04

Màu nền
Font chữ
Font size
Chiều cao dòng

Meski pandanganku terfokus pada sepasang mata Kak Davi, tetapi aku masih bisa melihat cowok-cowok di meja itu sedang menatapku juga.

Terutama pandangan dari seseorang yang terasa menusuk.

Aku tersenyum kecil pada Kak Davi yang sedang menaikkan sebelah alisnya. Kuarahkan tanganku yang memegang tas kertas berisi snack dan juga sebotol minuman kepadanya.

"Kak Davi, ya?" tanyaku. Dia mengangguk, masih terlihat bingung. "Ini buat Kak Davi dari temen saya. Katanya dia malu buat ngasihnya."

Cowok-cowok di dekat Kak Davi tertawa dan menggoda Kak Davi. Aku juga mendengar suara samar-samar Ivy yang menyebut namaku dengan geram.

"Siapa yang ngasih? Apa salah satu yang ada di sana?" tanya Kak Davi, mengarahkan pandangannya ke pintu kantin.

Aku menoleh dan melihat punggung Ivy dan Denallie yang buru-buru kabur karena ketahuan Kak Davi. Hehe, mampus kalian!

Kutatap Kak Davi sekali lagi. "Boleh diambil aja, Kak? Semua ini diambil dari kantin dan tersegel. Nggak dimasukin racun atau semacamnya."

Kak Davi tidak menerimanya.
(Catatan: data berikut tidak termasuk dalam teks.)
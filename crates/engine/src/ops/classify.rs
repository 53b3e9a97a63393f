//! Per-expense labels: category kind and spending priority.

use core::fmt;

use serde::{Deserialize, Serialize};

use crate::{CategoryKind, Expense, Money};

/// Spending priority derived from an amount.
#[derive(Clone, Copy, Debug, PartialEq, Eq, Hash, Serialize, Deserialize)]
pub enum Priority {
    High,
    Medium,
    Low,
    VeryLow,
}

impl Priority {
    /// Tier boundaries are exclusive: exactly 100 is `Medium`, not `High`.
    pub fn of(amount: Money) -> Self {
        match amount {
            a if a > Money::from_units(100) => Self::High,
            a if a > Money::from_units(50) => Self::Medium,
            a if a > Money::from_units(20) => Self::Low,
            _ => Self::VeryLow,
        }
    }

    pub fn as_str(self) -> &'static str {
        match self {
            Self::High => "High",
            Self::Medium => "Medium",
            Self::Low => "Low",
            Self::VeryLow => "Very Low",
        }
    }
}

impl fmt::Display for Priority {
    fn fmt(&self, f: &mut fmt::Formatter<'_>) -> fmt::Result {
        f.write_str(self.as_str())
    }
}

/// An expense together with its derived labels.
#[derive(Clone, Debug, PartialEq, Eq)]
pub struct Classified<'a> {
    pub expense: &'a Expense,
    pub kind: CategoryKind,
    pub priority: Priority,
}

/// Labels every expense, keeping input order.
pub fn classify(expenses: &[Expense]) -> Vec<Classified<'_>> {
    expenses
        .iter()
        .map(|expense| Classified {
            expense,
            kind: expense.category.kind(),
            priority: Priority::of(expense.amount),
        })
        .collect()
}

/// Like [`classify`], ordered by kind label ascending then priority label
/// descending. Both orderings compare the label text, not the tier rank.
pub fn classify_sorted(expenses: &[Expense]) -> Vec<Classified<'_>> {
    let mut classified = classify(expenses);
    classified.sort_by(|a, b| {
        a.kind
            .as_str()
            .cmp(b.kind.as_str())
            .then_with(|| b.priority.as_str().cmp(a.priority.as_str()))
    });
    classified
}

#[cfg(test)]
mod tests {
    use std::sync::Arc;

    use super::*;
    use crate::Category;

    fn expense(cents: i64, category: &str) -> Expense {
        Expense::new(
            "item",
            Money::from_cents(cents),
            Arc::new(Category::new(category, "#000000")),
        )
    }

    #[test]
    fn priority_boundaries_are_exclusive() {
        assert_eq!(Priority::of(Money::from_cents(10001)), Priority::High);
        assert_eq!(Priority::of(Money::from_cents(10000)), Priority::Medium);
        assert_eq!(Priority::of(Money::from_cents(5001)), Priority::Medium);
        assert_eq!(Priority::of(Money::from_cents(5000)), Priority::Low);
        assert_eq!(Priority::of(Money::from_cents(2001)), Priority::Low);
        assert_eq!(Priority::of(Money::from_cents(2000)), Priority::VeryLow);
        assert_eq!(Priority::of(Money::from_cents(1)), Priority::VeryLow);
    }

    #[test]
    fn classify_keeps_order() {
        let expenses = vec![
            expense(2550, "Food"),
            expense(12000, "Shopping"),
            expense(900, "Rent"),
        ];
        let labels: Vec<(CategoryKind, Priority)> = classify(&expenses)
            .iter()
            .map(|c| (c.kind, c.priority))
            .collect();
        assert_eq!(
            labels,
            vec![
                (CategoryKind::Essential, Priority::Low),
                (CategoryKind::Luxury, Priority::High),
                (CategoryKind::Other, Priority::VeryLow),
            ]
        );
    }

    #[test]
    fn sorted_uses_label_text() {
        let expenses = vec![
            expense(12000, "Shopping"),
            expense(4500, "Entertainment"),
            expense(1500, "Transport"),
            expense(2550, "Food"),
            expense(7000, "Food"),
            expense(500, "Rent"),
        ];
        let labels: Vec<(&str, &str)> = classify_sorted(&expenses)
            .iter()
            .map(|c| (c.kind.as_str(), c.priority.as_str()))
            .collect();
        assert_eq!(
            labels,
            vec![
                ("Essential", "Very Low"),
                ("Essential", "Medium"),
                ("Essential", "Low"),
                ("Luxury", "Low"),
                ("Luxury", "High"),
                ("Other", "Very Low"),
            ]
        );
    }
}
//! Handles settings for the demo. Configuration is read from an optional
//! `settings.toml` and from `EXPENSE_DEMO__*` environment variables.
//!
//! See `settings.toml` for the configuration.
use config::{Config, Environment, File};
use engine::{Currency, Money};
use serde::Deserialize;

use crate::error::{AppError, Result};

const SETTINGS_FILE: &str = "settings";

#[derive(Debug, Deserialize)]
#[serde(default)]
pub struct App {
    pub level: String,
}

impl Default for App {
    fn default() -> Self {
        Self {
            level: "info".to_string(),
        }
    }
}

#[derive(Debug, Deserialize)]
#[serde(default)]
pub struct Display {
    pub currency: String,
}

impl Default for Display {
    fn default() -> Self {
        Self {
            currency: Currency::default().code().to_string(),
        }
    }
}

/// Amounts are kept as text here and parsed into `Money` by [`Settings::demo`].
#[derive(Debug, Deserialize)]
#[serde(default)]
pub struct Demo {
    pub threshold: String,
    pub lookup_threshold: String,
    pub budgets: Vec<String>,
}

impl Default for Demo {
    fn default() -> Self {
        Self {
            threshold: "30.00".to_string(),
            lookup_threshold: "100.00".to_string(),
            budgets: vec![
                "200.00".to_string(),
                "250.00".to_string(),
                "500.00".to_string(),
            ],
        }
    }
}

#[derive(Debug, Default, Deserialize)]
#[serde(default)]
pub struct Settings {
    pub app: App,
    pub display: Display,
    pub demo: Demo,
}

/// Demo parameters after parsing.
#[derive(Debug, Clone)]
pub struct DemoParams {
    pub currency: Currency,
    pub threshold: Money,
    pub lookup_threshold: Money,
    pub budgets: Vec<Money>,
}

impl Settings {
    pub fn new() -> Result<Self> {
        let settings = Config::builder()
            .add_source(File::with_name(SETTINGS_FILE).required(false))
            .add_source(
                Environment::with_prefix("EXPENSE_DEMO")
                    .separator("__")
                    .list_separator(",")
                    .with_list_parse_key("demo.budgets")
                    .try_parsing(true),
            )
            .build()?;

        Ok(settings.try_deserialize()?)
    }

    pub fn demo(&self) -> Result<DemoParams> {
        let money = |key: &str, value: &str| {
            value
                .parse::<Money>()
                .map_err(|err| AppError::Setting(format!("{key}: {err}")))
        };

        Ok(DemoParams {
            currency: Currency::try_from(self.display.currency.as_str())
                .map_err(|err| AppError::Setting(format!("display.currency: {err}")))?,
            threshold: money("demo.threshold", self.demo.threshold.as_str())?,
            lookup_threshold: money("demo.lookup_threshold", self.demo.lookup_threshold.as_str())?,
            budgets: self
                .demo
                .budgets
                .iter()
                .map(|budget| money("demo.budgets", budget.as_str()))
                .collect::<Result<_>>()?,
        })
    }
}
//! The module contains the errors the engine can return.
//!
//! The errors are:
//!
//! - [`ValidationError`] returned when raw input cannot become an [`Expense`],
//!   when spending exceeds a budget, or when a total does not fit in [`Money`].
//! - [`EngineError`] returned for malformed values outside the expense
//!   pipeline (money literals, currency codes).
//!
//!  [`Expense`]: super::expense::Expense
//!  [`Money`]: super::money::Money
use thiserror::Error;

use crate::Money;

/// Failures produced by the validation pipeline and budget analysis.
///
/// The `Display` output is the user-facing message.
#[derive(Error, Clone, Debug, PartialEq, Eq)]
pub enum ValidationError {
    #[error("Description cannot be empty")]
    EmptyDescription,
    #[error("Amount must be a positive number")]
    InvalidAmount,
    #[error("Invalid category: {0}")]
    InvalidCategory(String),
    #[error("Over budget by {0}")]
    OverBudget(Money),
    #[error("Total amount is out of range")]
    AmountOutOfRange,
}

impl ValidationError {
    /// Human-readable message carried by the error.
    pub fn message(&self) -> String {
        self.to_string()
    }
}

/// Engine custom errors.
#[derive(Error, Clone, Debug, PartialEq, Eq)]
pub enum EngineError {
    #[error("Invalid amount: {0}")]
    InvalidAmount(String),
    #[error("Currency mismatch: {0}")]
    CurrencyMismatch(String),
}

#[cfg(test)]
mod tests {
    use super::*;

    #[test]
    fn messages_match_display() {
        assert_eq!(
            ValidationError::EmptyDescription.message(),
            "Description cannot be empty"
        );
        assert_eq!(
            ValidationError::InvalidAmount.message(),
            "Amount must be a positive number"
        );
        assert_eq!(
            ValidationError::InvalidCategory("Bogus".to_string()).message(),
            "Invalid category: Bogus"
        );
        assert_eq!(
            ValidationError::OverBudget(Money::from_cents(550)).message(),
            "Over budget by 5.50"
        );
    }
}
Dia malah bersandar di kursi sambil melipat kedua tangan di dada. "Ini beneran dari temen lo. Bukan lo?"

Aku mengangguk dengan mantap.

"Kenapa nggak dia sendiri yang nemuin gue?"

"Dia malu, Kakak," balasku, tersenyum sampai pipiku terasa pegal.

"Anjir, lo dipanggil Kakak, Dav." Seorang cowok mencelutuk, membuatku merasa rencanaku untuk pergi dengan cepat akan gagal.

"Iya, nih." Kak Davi tertawa sambil memandangku. "Emang kita adik kakak?"

Ah, astagaaa. Kakak aku itu yang ada di samping lo sekarang!

Bisa-bisa aku kencing di sini.

"Diterima, ya, Kak?" Aku tidak bisa menaruh barang-barang ini ke meja dan langsung kabur seperti yang sedang aku bayangkan. Itu tidak sopan. Bisa-bisa aku akan bermasalah dengan senior nantinya.

"Nggak mau, ah?"

Apa aku salah target? Dia suka bercanda, ya? Harusnya Kak Davi langsung menerimanya saja.

"Ada juga loh alesannya dari temen gue, tapi aslinya dari dia sendiri yang ngasih." Cowok lain mencelutuk, membuatku jadi frustrasi. Kenapa dia berpikir seenak jidat begitu? Memangnya ada kejadian yang seperti dia katakan?

"Kak, tolong diambil, ya? Temenku nungguin soal—"

Ucapanku terhenti. Semua barang di tanganku dirampas oleh seseorang yang tiba-tiba berdiri. Dia menaruh makanan itu ke atas meja Kak Davi. Aku tak sengaja melihat pelakunya sampai akhirnya aku tak bisa menghindari tatapannya.

Kaisar. Dia menatapku dengan sorot dingin. "Lo bisa pergi sekarang."

Mampus aku.

Berusaha tidak kenal.

Berusaha tidak kenal.

Berusaha tidak kenal!

"Ma—makasih...." Aku menunduk dalam-dalam, lalu melebarkan langkahku menuju pintu keluar.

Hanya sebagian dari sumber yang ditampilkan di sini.